As a settlement in a lawsuit brought by the Lawfare Project and another law firm, SFSU agreed to take Jewish student complaints seriously using an outside investigator, to hire a coordinator for Jewish life at the university, to fund viewpoints usually not allowed to be freely expressed at the university like Zionist perspectives, and a couple of other things to enhance the comfort of Jewish and Zionist students from the daily assaults they labored under.

Here's most of the press release:


SAN FRANCISCO, CA — The Lawfare Project and Winston & Strawn LLP today reached a landmark settlement in their lawsuits against the California State University (CSU) public university system.
The settlement in Volk v.
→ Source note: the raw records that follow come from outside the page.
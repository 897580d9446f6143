mod store;

pub use store::ThresholdStore;
use anyhow::Result;
use tokio::{net::TcpListener, signal};
use tracing::info;
use tracing_subscriber::{fmt, prelude::*, EnvFilter};

use climate_monitor_service::{api, config::Config, db};

const DEFAULT_LOG_FILTER: &str = "info,sqlx=warn,tower_http=info";

#[tokio::main]
async fn main() -> Result<()> {
    // .env is optional; variables may come from the environment instead
    let _ = dotenvy::dotenv();

    let filter = EnvFilter::try_from_default_env()
        .unwrap_or_else(|_| EnvFilter::new(DEFAULT_LOG_FILTER));

    tracing_subscriber::registry()
        .with(fmt::layer())
        .with(filter)
        .init();

    let config = Config::from_env()?;
    config.log_config();

    let pool = db::create_pool(&config.database_url, config.db_max_connections).await?;
    db::run_migrations(&pool).await?;
    info!("Database ready");

    let addr = config.bind_addr();
    let listener = TcpListener::bind(&addr).await?;
    info!(addr = %addr, "HTTP server listening");

    axum::serve(listener, api::router(pool.clone()))
        .with_graceful_shutdown(shutdown_signal())
        .await?;

    pool.close().await;
    info!("Database pool closed");
    Ok(())
}

async fn shutdown_signal() {
    let ctrl_c = async {
        if let Err(e) = signal::ctrl_c().await {
            tracing::error!(error = %e, "failed to listen for Ctrl+C");
            std::future::pending::<()>().await;
        }
    };

    #[cfg(unix)]
    let terminate = async {
        match signal::unix::signal(signal::unix::SignalKind::terminate()) {
            Ok(mut sigterm) => {
                sigterm.recv().await;
            }
            Err(e) => {
                tracing::error!(error = %e, "failed to install SIGTERM handler");
                std::future::pending::<()>().await;
            }
        }
    };

    #[cfg(not(unix))]
    let terminate = std::future::pending::<()>();

    tokio::select! {
        _ = ctrl_c => {},
        _ = terminate => {},
    }

    info!("Shutdown signal received");
}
Board of Trustees comes ahead of this month's scheduled trial for a lawsuit brought by two Jewish students who allege that San Francisco State University (SFSU) and the Board of Trustees of CSU discriminated against them.
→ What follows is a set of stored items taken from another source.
use axum::{
    extract::{rejection::FormRejection, Path, State},
    Form, Json,
};
use tracing::{debug, info};
use utoipa::OpenApi;

use super::{
    dto::{ErrorDto, ReadingDto, RelayOnTimeDto, StatusDto, ThresholdDto, UpdateThresholdForm},
    errors::AppError,
};
use crate::{
    db::models::{AlertStatus, RelayStatus},
    readings::ReadingStore,
    thresholds::ThresholdStore,
};

// ---------------------------------------------------------------------------
// Readings
// ---------------------------------------------------------------------------

/// Latest reading classified against the fixed 26 °C / 70 % alert limits.
#[utoipa::path(
    get,
    path = "/status",
    responses(
        (status = 200, description = "Latest reading and its status", body = StatusDto),
        (status = 404, description = "No readings recorded yet", body = ErrorDto),
        (status = 500, description = "Internal server error", body = ErrorDto),
    ),
    tag = "readings"
)]
pub async fn get_status(State(store): State<ReadingStore>) -> Result<Json<StatusDto>, AppError> {
    let reading = store
        .latest()
        .await?
        .ok_or_else(|| AppError::NotFound("no sensor readings recorded".into()))?;

    let dto = StatusDto::from(reading);
    debug!(temp = dto.temp, hum = dto.hum, status = ?dto.status, "Status evaluated");
    Ok(Json(dto))
}

/// Every reading, oldest first.
#[utoipa::path(
    get,
    path = "/history",
    responses(
        (status = 200, description = "All readings ordered by id", body = Vec<ReadingDto>),
        (status = 500, description = "Internal server error", body = ErrorDto),
    ),
    tag = "readings"
)]
pub async fn get_history(
    State(store): State<ReadingStore>,
) -> Result<Json<Vec<ReadingDto>>, AppError> {
    let rows = store.history().await?;
    Ok(Json(rows.into_iter().map(Into::into).collect()))
}

/// Time of the newest reading taken with the relay on.
#[utoipa::path(
    get,
    path = "/relay-on-time",
    responses(
        (status = 200, description = "Timestamp, or \"No ON status found\"", body = RelayOnTimeDto),
        (status = 500, description = "Internal server error", body = ErrorDto),
    ),
    tag = "readings"
)]
pub async fn get_relay_on_time(
    State(store): State<ReadingStore>,
) -> Result<Json<RelayOnTimeDto>, AppError> {
    Ok(Json(store.last_relay_on().await?.into()))
}

// ---------------------------------------------------------------------------
// Thresholds
// ---------------------------------------------------------------------------

/// Replace a user's alert thresholds. Responds with plain-text `success` when
/// a row changed and `no_change` otherwise.
#[utoipa::path(
    post,
    path = "/update-threshold",
    request_body(
        content = UpdateThresholdForm,
        content_type = "application/x-www-form-urlencoded"
    ),
    responses(
        (
            status = 200,
            description = "`success` or `no_change`",
            body = String,
            content_type = "text/plain"
        ),
        (status = 400, description = "Missing, non-numeric or non-finite field", body = ErrorDto),
        (status = 500, description = "Internal server error", body = ErrorDto),
    ),
    tag = "thresholds"
)]
pub async fn update_threshold(
    State(store): State<ThresholdStore>,
    form: Result<Form<UpdateThresholdForm>, FormRejection>,
) -> Result<&'static str, AppError> {
    let Form(form) = form?;
    if !form.temp_threshold.is_finite() || !form.hum_threshold.is_finite() {
        return Err(AppError::BadRequest(
            "temp_threshold and hum_threshold must be finite numbers".into(),
        ));
    }
    info!(user_id = form.id, "Threshold update requested");

    let outcome = store
        .update(form.id, form.temp_threshold, form.hum_threshold)
        .await?;
    Ok(outcome.as_str())
}

/// Current thresholds for one user.
#[utoipa::path(
    get,
    path = "/thresholds/{user_id}",
    params(
        ("user_id" = i64, Path, description = "User id"),
    ),
    responses(
        (status = 200, description = "Thresholds for the user", body = ThresholdDto),
        (status = 404, description = "User has no thresholds", body = ErrorDto),
        (status = 500, description = "Internal server error", body = ErrorDto),
    ),
    tag = "thresholds"
)]
pub async fn get_threshold(
    State(store): State<ThresholdStore>,
    Path(user_id): Path<i64>,
) -> Result<Json<ThresholdDto>, AppError> {
    let threshold = store
        .get(user_id)
        .await?
        .ok_or_else(|| AppError::NotFound(format!("no thresholds for user {user_id}")))?;
    Ok(Json(threshold.into()))
}

// ---------------------------------------------------------------------------
// Health check
// ---------------------------------------------------------------------------

/// Returns `200 OK` with `{"status":"ok"}` when the server is running.
#[utoipa::path(
    get,
    path = "/health",
    responses(
        (status = 200, description = "Service is healthy"),
    ),
    tag = "system"
)]
pub async fn health() -> axum::Json<serde_json::Value> {
    axum::Json(serde_json::json!({ "status": "ok" }))
}

// ---------------------------------------------------------------------------
// OpenAPI spec
// ---------------------------------------------------------------------------

#[derive(OpenApi)]
#[openapi(
    paths(
        get_status,
        get_history,
        get_relay_on_time,
        update_threshold,
        get_threshold,
        health
    ),
    components(schemas(
        StatusDto,
        ReadingDto,
        RelayOnTimeDto,
        UpdateThresholdForm,
        ThresholdDto,
        ErrorDto,
        AlertStatus,
        RelayStatus
    )),
    tags(
        (name = "readings",   description = "Sensor reading endpoints"),
        (name = "thresholds", description = "Alert threshold endpoints"),
        (name = "system",     description = "System endpoints"),
    ),
    info(
        title = "Climate Monitor API",
        version = "0.1.0",
        description = "REST API for temperature/humidity readings, relay state and alert thresholds"
    )
)]
pub struct ApiDoc;

// ---------------------------------------------------------------------------
// Tests
// ---------------------------------------------------------------------------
As part of the settlement, SFSU agreed to:


  • Public statement: Issue a statement affirming that
    "it understands that, for many Jews, Zionism is an important part of their identity";
  • Coordinator of Jewish Student Life: "Hire a Coordinator of Jewish Student Life within the Division of Equity & Community Inclusion" and dedicate suitable office space for this position; 
  • External review of policies: "Retain an independent, external consultant to assess SFSU’s procedures for enforcement of applicable CSU system-wide anti-discrimination policies and student code of conduct";
  • Independent investigation of additional complaints: "SFSU will, for a period of 24 months, assign all complaints of religious discrimination under either E.O. 1096 or E.O. 1097 to an independent, outside investigator for investigation";
  • Funding viewpoint diversity: "SFSU will allocate an additional $200,000 to support educational outreach efforts to promote viewpoint diversity (including but not limited to pro-Israel or Zionist viewpoints) and inclusion and equity on the basis of religious identity (including but not limited to Jewish religious identity)"; and
  • Campus mural: Engage in the SFSU process to allocate "space on the SFSU campus for a mural to be installed under the oversight of the Division of Equity & Community Inclusion, paid for by the University, that will be designed by student groups of differing viewpoints on the issues that are the subject of this litigation to be agreed by the parties (including but not limited to Jewish, pro-Israel, and/or Zionist student groups, should such student groups elect to participate in the process)."
  • "California State University’s public recognition that Zionism is an integral part of Jewish identity represents a major victory for Jewish students at SFSU and across the country. Today, we have ensured that SFSU will put in place important protections for Jewish and Zionist students to prevent continued discrimination. We are confident that this will change the campus climate for the better," said Brooke Goldstein, Executive Director of The Lawfare Project. "The Lawfare Project was proud to play a role in securing justice for Jewish and Zionist students at SFSU. We commend the student plaintiffs who showed the courage to stand up and advocate for their civil rights." 
    "We are incredibly happy with this result," said Ross M. Kramer of Winston & Strawn LLP. "Our clients' goal was to bring about meaningful, lasting change at San Francisco State University and throughout the California State University system, and to make sure that the rights of all Jewish students are safeguarded now and into the future. That's what this settlement achieves."